Here, we demonstrate that a nanostructured plasmonic system, featuring extremely narrow gaps with an asymmetric geometry, exhibits exceptionally strong SHG in the ultraviolet-visible band. This nanostructure having a plasmonic response at a fundamental frequency consists of a single gold nanosphere closely separated from a gold film (Fig. 1a), forming a nanoparticle-on-a-mirror (NPoM) construct, which can be considered as an analog of a real nanoparticle dimer (RND) consisting of two identical nanospheres; we call it a virtual nanoparticle dimer (VND). As illustrated in Fig. 1b, such a VND has an important hidden electromagnetic asymmetry induced at the SH frequency which results in the required criteria favorable for efficient SH emission: (1) a gap plasmon resonance occurring at a fundamental frequency \(\omega\), (2) electromagnetic symmetry breaking at the SH frequency in the direction normal to the film that enables a dramatic suppression of the destructive interference of locally generated SH light, and (3) related SH coupling to a bright, vertical bonding dipole mode (thus, inhibition of a non-radiative vertical antibonding dipole mode through which the SH dipoles may decay non-radiatively), resulting in a nanogap-based optical nano-antenna that efficiently radiates SH light in the far-field.

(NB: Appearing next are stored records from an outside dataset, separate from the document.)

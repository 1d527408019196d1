use std::path::PathBuf;

use clap::{Parser, Subcommand};

use crate::scrape::{DetailPolicy, RowPolicy};
use crate::targets::TargetName;

/// Scrape licensed-professional listings from state licensing boards.
#[derive(Parser, Debug)]
#[command(author, version, about, long_about = None)]
pub struct Args {
    /// Log formatter to use
    #[arg(long, value_enum, default_value_t = TracingFormat::Pretty)]
    pub tracing: TracingFormat,

    #[command(subcommand)]
    pub command: Command,
}

#[derive(Subcommand, Debug)]
pub enum Command {
    /// List the available targets and their portals
    Targets,
    /// Scrape a target, resuming from its cache
    Scrape(ScrapeArgs),
    /// Write a target's cache out as CSV
    Export(ExportArgs),
}

#[derive(clap::Args, Debug)]
pub struct ScrapeArgs {
    pub target: TargetName,

    /// Cache file [default: <data_dir>/<target>.json]
    #[arg(long)]
    pub cache: Option<PathBuf>,

    /// Stop each partition after this many list pages
    #[arg(long)]
    pub max_pages: Option<u32>,

    /// Ignore the saved page cursor and start from the first page
    #[arg(long)]
    pub restart: bool,

    /// Override the target's handling of failed detail pages
    #[arg(long, value_enum)]
    pub detail_policy: Option<DetailPolicy>,

    /// Override the target's handling of malformed list rows
    #[arg(long, value_enum)]
    pub row_policy: Option<RowPolicy>,

    /// Export the cache to CSV once the scrape finishes
    #[arg(long)]
    pub export: bool,

    /// CSV path for --export [default: <data_dir>/<target>.csv]
    #[arg(long)]
    pub output: Option<PathBuf>,
}

#[derive(clap::Args, Debug)]
pub struct ExportArgs {
    pub target: TargetName,

    /// Cache file [default: <data_dir>/<target>.json]
    #[arg(long)]
    pub cache: Option<PathBuf>,

    /// CSV path [default: <data_dir>/<target>.csv]
    #[arg(long)]
    pub output: Option<PathBuf>,
}

#[derive(clap::ValueEnum, Clone, Copy, Debug, PartialEq, Eq)]
pub enum TracingFormat {
    /// Compact human-readable output
    Pretty,
    /// One JSON object per event
    Json,
}

#[cfg(test)]
mod tests {
    use super::*;

    #[test]
    fn scrape_flags() {
        let args = Args::parse_from([
            "licscrape",
            "--tracing",
            "json",
            "scrape",
            "new-hampshire",
            "--max-pages",
            "3",
            "--detail-policy",
            "keep-partial",
            "--export",
        ]);
        assert_eq!(args.tracing, TracingFormat::Json);
        let Command::Scrape(scrape) = args.command else {
            panic!("expected scrape");
        };
        assert_eq!(scrape.target, TargetName::NewHampshire);
        assert_eq!(scrape.max_pages, Some(3));
        assert_eq!(scrape.detail_policy, Some(DetailPolicy::KeepPartial));
        assert_eq!(scrape.row_policy, None);
        assert!(scrape.export && !scrape.restart);
    }

    #[test]
    fn unknown_target_is_rejected() {
        assert!(Args::try_parse_from(["licscrape", "scrape", "atlantis"]).is_err());
    }

    #[test]
    fn definition_is_consistent() {
        use clap::CommandFactory;
        Args::command().debug_assert();
    }
}
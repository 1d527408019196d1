use crate::cli::TracingFormat;
use crate::config::Config;
use tracing_subscriber::EnvFilter;
use tracing_subscriber::layer::SubscriberExt;
use tracing_subscriber::util::SubscriberInitExt;

/// Configure and initialize logging for the application.
pub fn setup_logging(config: &Config, tracing_format: TracingFormat) {
    let filter = EnvFilter::try_from_default_env().unwrap_or_else(|_| {
        let base_level = &config.log_level;
        EnvFilter::new(format!("warn,licscrape={base_level}"))
    });

    match tracing_format {
        TracingFormat::Pretty => {
            tracing_subscriber::registry()
                .with(filter)
                .with(
                    tracing_subscriber::fmt::layer()
                        .with_target(true)
                        .with_writer(std::io::stderr)
                        .compact(),
                )
                .init();
        }
        TracingFormat::Json => {
            tracing_subscriber::registry()
                .with(filter)
                .with(
                    tracing_subscriber::fmt::layer()
                        .with_target(true)
                        .with_writer(std::io::stderr)
                        .json()
                        .flatten_event(true),
                )
                .init();
        }
    }
}
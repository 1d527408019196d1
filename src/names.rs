//! Splitting licensee names into first/last for the export schema.
//!
//! Portals print names either as "Last, First Middle" or "First Middle Last",
//! with honorifics, generational suffixes, quoted nicknames and HTML entities
//! mixed in.

/// Known name suffixes, compared case-insensitively without a trailing period.
const SUFFIXES: &[&str] = &["iv", "iii", "ii", "jr", "sr", "v"];

/// Honorifics dropped from the front of a name.
const TITLES: &[&str] = &["mr", "mrs", "ms", "miss", "dr", "rev"];

/// Particles that belong to the last name ("van der Berg"), in any case.
const PARTICLES: &[&str] = &[
    "da", "de", "del", "della", "der", "di", "du", "la", "le", "van", "von",
];

/// Parsed, cleaned name components.
#[derive(Debug, Clone, PartialEq, Eq, Default)]
pub struct NameParts {
    pub title: Option<String>,
    pub first: String,
    pub middle: Option<String>,
    pub last: String,
    pub suffix: Option<String>,
    /// Nicknames from parentheses or quotes: `William "Bill" Smith` → ["Bill"]
    pub nicknames: Vec<String>,
}

/// Decode HTML entities (`&amp;`, `&#39;`) left in scraped text.
pub(crate) fn decode_html_entities(s: &str) -> String {
    if !s.contains('&') {
        return s.to_string();
    }
    htmlize::unescape(s).to_string()
}

/// Extract parenthesized or quoted nicknames from a name string.
///
/// `"William (Ken) Burchenal"` -> `("William Burchenal", vec!["Ken"])`
fn extract_nicknames(s: &str) -> (String, Vec<String>) {
    let mut nicknames = Vec::new();
    let mut cleaned = String::with_capacity(s.len());
    let mut chars = s.chars().peekable();

    while let Some(ch) = chars.next() {
        let close = match ch {
            '(' => Some(')'),
            '"' | '\u{201C}' => Some(if ch == '"' { '"' } else { '\u{201D}' }),
            _ => None,
        };
        match close {
            Some(close) => {
                let mut nick = String::new();
                for inner in chars.by_ref() {
                    if inner == close {
                        break;
                    }
                    nick.push(inner);
                }
                let nick = nick.trim().to_string();
                if !nick.is_empty() {
                    nicknames.push(nick);
                }
                cleaned.push(' ');
            }
            None => cleaned.push(ch),
        }
    }

    (collapse_whitespace(&cleaned), nicknames)
}

fn normalized_token(token: &str) -> String {
    token.trim_end_matches('.').to_lowercase()
}

fn is_suffix(token: &str) -> bool {
    SUFFIXES.contains(&normalized_token(token).as_str())
}

fn is_title(token: &str) -> bool {
    TITLES.contains(&normalized_token(token).as_str())
}

fn is_particle(token: &str) -> bool {
    PARTICLES.contains(&normalized_token(token).as_str())
}

/// Split a trailing suffix off a token list.
fn take_suffix(tokens: &mut Vec<&str>) -> Option<String> {
    // A lone "V" is more likely an initial than "the fifth"
    if tokens.len() < 2 {
        return None;
    }
    let last = *tokens.last()?;
    if is_suffix(last) {
        tokens.pop();
        return Some(last.trim_end_matches(',').to_string());
    }
    None
}

/// Collapse runs of whitespace into single spaces and trim.
fn collapse_whitespace(s: &str) -> String {
    s.split_whitespace().collect::<Vec<_>>().join(" ")
}

/// Assign given-name tokens ("First Middle...") to first and middle.
fn split_given(tokens: &[&str]) -> (String, Option<String>) {
    match tokens {
        [] => (String::new(), None),
        [first] => (first.to_string(), None),
        [first, rest @ ..] => (first.to_string(), Some(rest.join(" "))),
    }
}

/// Parse a full name as printed by a licensing portal.
///
/// Returns `None` when nothing name-like is left after cleaning.
///
/// # Examples
///
/// ```
/// use licscrape::names::parse_full_name;
///
/// let parts = parse_full_name("O&#39;BRIEN, JOHN A JR").unwrap();
/// assert_eq!(parts.first, "JOHN");
/// assert_eq!(parts.last, "O'BRIEN");
/// assert_eq!(parts.suffix.as_deref(), Some("JR"));
///
/// let parts = parse_full_name("Mary Ellen van der Berg").unwrap();
/// assert_eq!(parts.first, "Mary");
/// assert_eq!(parts.last, "van der Berg");
/// ```
pub fn parse_full_name(raw: &str) -> Option<NameParts> {
    let decoded = decode_html_entities(raw);
    let (cleaned, nicknames) = extract_nicknames(&decoded);
    if cleaned.is_empty() {
        return None;
    }

    let mut parts = NameParts {
        nicknames,
        ..NameParts::default()
    };

    // "Last, First" unless the text after the first comma is only a suffix
    // ("John Smith, Jr.").
    let comma_split = cleaned.split_once(',').and_then(|(before, after)| {
        let after = after.trim();
        let after_tokens: Vec<&str> = after.split([',', ' ']).filter(|t| !t.is_empty()).collect();
        if after_tokens.is_empty() || after_tokens.iter().all(|t| is_suffix(t)) {
            None
        } else {
            Some((before.trim().to_string(), after.to_string()))
        }
    });

    match comma_split {
        Some((last, given)) => {
            let mut given_tokens: Vec<&str> = given
                .split([',', ' '])
                .filter(|t| !t.is_empty())
                .collect();
            if given_tokens.first().is_some_and(|t| is_title(t)) {
                parts.title = Some(given_tokens.remove(0).to_string());
            }
            parts.suffix = take_suffix(&mut given_tokens);

            let mut last_tokens: Vec<&str> = last.split_whitespace().collect();
            if parts.suffix.is_none() {
                parts.suffix = take_suffix(&mut last_tokens);
            }

            let (first, middle) = split_given(&given_tokens);
            parts.first = first;
            parts.middle = middle;
            parts.last = last_tokens.join(" ");
        }
        None => {
            let mut tokens: Vec<&str> = cleaned
                .split([',', ' '])
                .filter(|t| !t.is_empty())
                .collect();
            if tokens.len() > 1 && is_title(tokens[0]) {
                parts.title = Some(tokens.remove(0).to_string());
            }
            parts.suffix = take_suffix(&mut tokens);

            match tokens.len() {
                0 => return None,
                1 => parts.first = tokens[0].to_string(),
                _ => {
                    // Last name starts at the earliest particle after the
                    // first token, or is the final token.
                    let start = (1..tokens.len() - 1)
                        .find(|&i| is_particle(tokens[i]))
                        .unwrap_or(tokens.len() - 1);
                    let (first, middle) = split_given(&tokens[..start]);
                    parts.first = first;
                    parts.middle = middle;
                    parts.last = tokens[start..].join(" ");
                }
            }
        }
    }

    if parts.first.is_empty() && parts.last.is_empty() {
        return None;
    }
    Some(parts)
}

/// First and last name of `raw`, empty strings when it cannot be parsed.
pub fn first_last(raw: &str) -> (String, String) {
    parse_full_name(raw)
        .map(|p| (p.first, p.last))
        .unwrap_or_default()
}
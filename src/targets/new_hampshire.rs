//! New Hampshire Office of Professional Licensure, master plumbers.

use crate::record::{NormalizedRecord, RawRecord};
use crate::scrape::DetailPolicy;
use crate::targets::mylicense::MyLicenseSite;

pub static SITE: MyLicenseSite = MyLicenseSite {
    name: "new-hampshire",
    search_url: "https://nhlicenses.nh.gov/verification/Search.aspx",
    profession: None,
    license_type: Some("Master Plumber"),
    row_keys: &["Name", "Profession", "Type", "License", "Status"],
    identity: &["Name", "Profession", "Type", "License", "Status"],
    page_limit: 74,
    detail_fields: &[
        ("_ctl37__ctl1_issue_date", "Issue"),
        ("_ctl37__ctl1_expiration_date", "Expiration"),
    ],
    // The detail pages time out often; the list row alone is still useful.
    detail_policy: DetailPolicy::KeepPartial,
    extra_columns: &["Full Name", "License Type", "Issue Date", "Expiration Date"],
    format,
};

fn format(record: &RawRecord, out: &mut NormalizedRecord) {
    out.set("State", "New Hampshire");
    out.set("Full Name", record.field("Name"));
    out.set("License Type", record.field("Type"));
    out.set("Issue Date", record.field("Issue"));
    out.set("Expiration Date", record.field("Expiration"));
}

#[cfg(test)]
mod tests {
    use crate::scrape::Target;
    use crate::targets::mylicense::MyLicense;

    use super::*;

    #[test]
    fn partial_record_formats() {
        let target = MyLicense::new(&SITE);
        let record = RawRecord::zip(
            SITE.row_keys,
            ["LeBlanc III, Paul", "Plumbers", "Master Plumber", "MP-4410", "Active"],
        );
        let out = target.format_record(&record);
        assert_eq!(out.get("Last Name"), Some("LeBlanc"));
        assert_eq!(out.get("First Name"), Some("Paul"));
        assert_eq!(out.get("License Number"), Some("MP-4410"));
        assert_eq!(out.get("Full Name"), Some("LeBlanc III, Paul"));
        assert_eq!(out.get("Issue Date"), Some(""));
        assert_eq!(target.detail_policy(), DetailPolicy::KeepPartial);
    }
}
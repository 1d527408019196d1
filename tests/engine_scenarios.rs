//! End-to-end runs of the scrape loop against a scripted contractor portal.

mod helpers;

use std::collections::HashSet;

use helpers::{MockSite, Scratch, run_once};
use licscrape::export::write_csv;
use licscrape::record::HREF;
use licscrape::scrape::{DetailPolicy, RowPolicy, ScrapeError, ScrapeOptions, Target};
use licscrape::targets::mississippi::Mississippi;
use licscrape::transport::Request;

const LIST_PATH: &str = "/ConsolidatedResults.cfm";
const DETAIL_PATH: &str = "/ConsolidatedDetail.cfm";

struct Licensee {
    id: u32,
    company: &'static str,
    license: &'static str,
    qualifier: &'static str,
}

const LICENSEES: &[Licensee] = &[
    Licensee { id: 1, company: "Delta Plumbing LLC", license: "R10001", qualifier: "Jane A. Doe" },
    Licensee { id: 2, company: "Gulf Pipe Co", license: "R10002", qualifier: "Smith, John" },
    Licensee { id: 3, company: "Magnolia Drains", license: "R10003", qualifier: "Dr. Ann Marie de la Cruz Jr." },
];

fn row(l: &Licensee) -> String {
    format!(
        r#"<tr class="TRodd"><td><a href="ConsolidatedDetail.cfm?id={}">View</a></td>
           <td>Commercial</td><td>{}</td><td>{}</td><td>1 Main St</td>
           <td>Jackson</td><td>MS</td><td>39201</td><td>601-555-0100</td></tr>"#,
        l.id, l.company, l.license
    )
}

fn list_page(rows: &[String]) -> String {
    format!("<html><body><table>{}</table></body></html>", rows.concat())
}

fn detail_page(l: &Licensee) -> String {
    format!(
        r#"<table>
            <tr><td>Miss. County</td><td>Hinds</td></tr>
            <tr><td>Expiration Date</td><td>12/31/2026</td></tr>
            <tr><td>PLUMBING</td><td>{}</td></tr>
        </table>"#,
        l.qualifier
    )
}

fn detail_id(request: &Request) -> Option<u32> {
    request
        .url
        .query_pairs()
        .find(|(k, _)| k == "id")
        .and_then(|(_, v)| v.parse().ok())
}

fn is_detail(request: &Request) -> bool {
    request.url.path() == DETAIL_PATH
}

/// A portal listing `rows` on its first page and nothing after it.
fn portal(rows: Vec<String>, failing_detail: Option<u32>) -> MockSite {
    MockSite::new(move |request| match request.url.path() {
        LIST_PATH if request.param("startrow") == Some("1") => Some(list_page(&rows)),
        LIST_PATH => Some(list_page(&[])),
        DETAIL_PATH => {
            let id = detail_id(request)?;
            if Some(id) == failing_detail {
                return None;
            }
            LICENSEES.iter().find(|l| l.id == id).map(detail_page)
        }
        _ => None,
    })
}

fn all_rows() -> Vec<String> {
    LICENSEES.iter().map(row).collect()
}

fn options(target: &dyn Target) -> ScrapeOptions {
    ScrapeOptions::for_target(target)
}

#[tokio::test]
async fn three_rows_with_details_become_three_records() {
    let scratch = Scratch::new();
    let site = portal(all_rows(), None);
    let mut target = Mississippi;

    let opts = options(&target);
    let summary = run_once(&mut target, &site, &scratch, opts).await.unwrap();
    assert_eq!(summary.new_records, 3);
    assert_eq!(summary.pages, 2);
    assert_eq!(site.count(is_detail), 3);

    let cached = scratch.cached_records();
    assert_eq!(cached.len(), 3);
    assert_eq!(cached[1].get("Name"), Some("Smith, John"));
    assert_eq!(cached[0].get("County"), Some("Hinds"));

    let formatted: Vec<_> = cached.iter().map(|r| target.format_record(r)).collect();
    let names: Vec<_> = formatted
        .iter()
        .map(|r| (r.get("First Name").unwrap(), r.get("Last Name").unwrap()))
        .collect();
    assert_eq!(names, [("Jane", "Doe"), ("John", "Smith"), ("Ann", "de la Cruz")]);
    assert_eq!(formatted[2].get("License Number"), Some("R10003"));
    assert_eq!(formatted[2].get("Company"), Some("Magnolia Drains"));
    assert!(!scratch.path("cache.json.cursor.json").exists());
}

#[tokio::test]
async fn second_run_fetches_no_details_and_keeps_the_cache() {
    let scratch = Scratch::new();
    let mut target = Mississippi;
    let opts = options(&target);
    run_once(&mut target, &portal(all_rows(), None), &scratch, opts)
        .await
        .unwrap();
    let before = scratch.cache_text();

    let site = portal(all_rows(), None);
    let opts = options(&target);
    let summary = run_once(&mut target, &site, &scratch, opts).await.unwrap();
    assert_eq!(summary.new_records, 0);
    assert_eq!(summary.already_scraped, 3);
    assert_eq!(site.count(is_detail), 0);
    assert_eq!(scratch.cache_text(), before);
}

#[tokio::test]
async fn cached_keys_are_unique_after_repeated_runs() {
    let scratch = Scratch::new();
    let mut target = Mississippi;
    // The same licensee listed twice on one page is stored once.
    let mut rows = all_rows();
    rows.push(row(&LICENSEES[0]));
    for _ in 0..2 {
        let opts = options(&target);
        run_once(&mut target, &portal(rows.clone(), None), &scratch, opts)
            .await
            .unwrap();
    }
    let cached = scratch.cached_records();
    let keys: Vec<_> = cached.iter().map(|r| target.identity_key(r)).collect();
    let unique: HashSet<_> = keys.iter().collect();
    assert_eq!(keys.len(), 3);
    assert_eq!(unique.len(), keys.len());
}

fn rows_with_malformed_second() -> Vec<String> {
    vec![
        row(&LICENSEES[0]),
        r#"<tr class="TReven"><td>broken</td><td>row</td></tr>"#.to_string(),
        row(&LICENSEES[2]),
    ]
}

#[tokio::test]
async fn skip_policy_drops_the_malformed_row() {
    let scratch = Scratch::new();
    let mut target = Mississippi;
    let mut opts = options(&target);
    opts.row_policy = RowPolicy::Skip;

    let summary = run_once(&mut target, &portal(rows_with_malformed_second(), None), &scratch, opts)
        .await
        .unwrap();
    assert_eq!(summary.skipped_rows, 1);
    assert_eq!(summary.new_records, 2);
    let licenses: Vec<_> = scratch
        .cached_records()
        .iter()
        .map(|r| r.field("License").to_string())
        .collect();
    assert_eq!(licenses, ["R10001", "R10003"]);
}

#[tokio::test]
async fn fail_policy_names_the_malformed_row() {
    let scratch = Scratch::new();
    let mut target = Mississippi;
    let mut opts = options(&target);
    opts.row_policy = RowPolicy::Fail;

    let err = run_once(&mut target, &portal(rows_with_malformed_second(), None), &scratch, opts)
        .await
        .unwrap_err();
    match err.downcast_ref::<ScrapeError>() {
        Some(ScrapeError::Parse { target, page, row, .. }) => {
            assert_eq!(*target, "mississippi");
            assert_eq!((*page, *row), (1, 2));
        }
        other => panic!("expected a parse error, got {other:?}"),
    }
    // The row before the malformed one was already stored.
    assert_eq!(scratch.cached_records().len(), 1);
}

#[tokio::test]
async fn detail_failure_policies() {
    for (policy, expected) in [
        (DetailPolicy::KeepPartial, Some(3)),
        (DetailPolicy::Drop, Some(2)),
        (DetailPolicy::Abort, None),
    ] {
        let scratch = Scratch::new();
        let mut target = Mississippi;
        let mut opts = options(&target);
        opts.detail_policy = policy;

        let result = run_once(&mut target, &portal(all_rows(), Some(2)), &scratch, opts).await;
        match expected {
            Some(records) => {
                let summary = result.unwrap();
                assert_eq!(summary.detail_failures, 1, "{policy:?}");
                assert_eq!(scratch.cached_records().len(), records, "{policy:?}");
            }
            None => {
                let err = result.unwrap_err();
                assert!(matches!(
                    err.downcast_ref::<ScrapeError>(),
                    Some(ScrapeError::Status { status: 500, .. })
                ));
            }
        }
    }
}

#[tokio::test]
async fn partial_record_keeps_its_list_fields() {
    let scratch = Scratch::new();
    let mut target = Mississippi;
    let mut opts = options(&target);
    opts.detail_policy = DetailPolicy::KeepPartial;
    run_once(&mut target, &portal(all_rows(), Some(2)), &scratch, opts)
        .await
        .unwrap();

    let cached = scratch.cached_records();
    let partial = cached.iter().find(|r| r.field("License") == "R10002").unwrap();
    assert_eq!(partial.field("Company"), "Gulf Pipe Co");
    assert!(partial.field(HREF).ends_with("ConsolidatedDetail.cfm?id=2"));
    assert!(!partial.contains("County"));
}

#[tokio::test]
async fn max_pages_caps_the_run() {
    let scratch = Scratch::new();
    let mut target = Mississippi;
    let mut opts = options(&target);
    opts.max_pages = Some(1);
    let site = portal(all_rows(), None);

    let summary = run_once(&mut target, &site, &scratch, opts).await.unwrap();
    assert_eq!(summary.pages, 1);
    assert_eq!(site.count(|r| r.url.path() == LIST_PATH), 1);
}

#[tokio::test]
async fn cache_exports_to_csv() {
    let scratch = Scratch::new();
    let mut target = Mississippi;
    let opts = options(&target);
    run_once(&mut target, &portal(all_rows(), None), &scratch, opts)
        .await
        .unwrap();

    let formatted: Vec<_> = scratch
        .cached_records()
        .iter()
        .map(|r| target.format_record(r))
        .collect();
    let mut out = Vec::new();
    let written = write_csv(&mut out, target.extra_columns(), &formatted).unwrap();
    assert_eq!(written, 3);

    let text = String::from_utf8(out).unwrap();
    let mut lines = text.lines();
    let header = lines.next().unwrap();
    assert!(header.starts_with("File,Last Name,First Name,"));
    assert!(header.ends_with(",Full Name,County,Issue Date,Expiration Date,Fax Number,DBA Name"));
    let second = lines.nth(1).unwrap();
    assert!(second.contains("Smith,John"));
    assert!(second.contains("\"Smith, John\""));
}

Fig. 1: Plasmonic response of a single metal particle-on-film nanocavity and SHG enhancement mechanism.
figure 1

a Schematic of a gold particle-on-film nanocavity construct. b Illustration of the SHG enhancement mechanism in plasmonic nanostructures: breaking structural symmetry allows SH coupling to a bright mode of the nanostructure and acts as a switch for SH emission. c Schematic of a CTAB-coated gold nanoparticle (AuNP) coupled to a gold thin film on a silica substrate, equivalent to an extremely asymmetric virtual nanoparticle dimer (VND) in analogy to a symmetric real nanoparticle dimer (RND) made of two identical gold nanospheres as indicated in the inserts in (e). An AuNP diameter is ~100 nm and a CTAB shell thickness is ~1 nm. d Calculated near-field intensity distribution in the nano-construct in (c) at a plasmonic resonance wavelength of \(850\,{\rm{nm}}\) for the electric field perpendicular to the film. e Dark-field scattering spectra of a gold VND (red) and an RND (gray) both with the same geometric parameters as in (c). Insets schematically illustrate the coupled dipole modes in the VND and RND structures corresponding to their respective resonance peaks.


Design of a plasmonic VND

The fabricated NPoM structure is schematically depicted in Fig. 1c, in which the nanosphere (diameter \(\sim\! 100\,{\rm{nm}}\)) is separated from the underlying gold film by a \(\sim\! 1\,{\rm{nm}}\) thick CTAB (cetyltrimethylammonium bromide) shell coated on the particle. The plasmonic modes of such a nanostructure originate from the near-field interaction between the localized surface plasmon (LSP) of the nanoparticle and its induced image in the gold film (forming a plasmonic VND), which results in a prominent vertical bonding dipolar mode at a wavelength of \(850\; {\rm{nm}}\) and a weaker, horizontal bonding dipolar mode at a shorter wavelength (Fig. 1e)37. The vertical dipolar mode of interest in this work features a strong electromagnetic field enhancement in the gap region with the dominant electric field component oriented in the vertical direction (Fig. 1d). On resonance, the maximum field enhancement in this extremely small gap reaches approximately 300, resulting in up to 90,000-fold enhancement of the SHG excitation rate. Using similar nanostructures, strong coupling of light emitters to the gap mode at room temperature was demonstrated, confirming a small mode volume and high electric fields38,39,40.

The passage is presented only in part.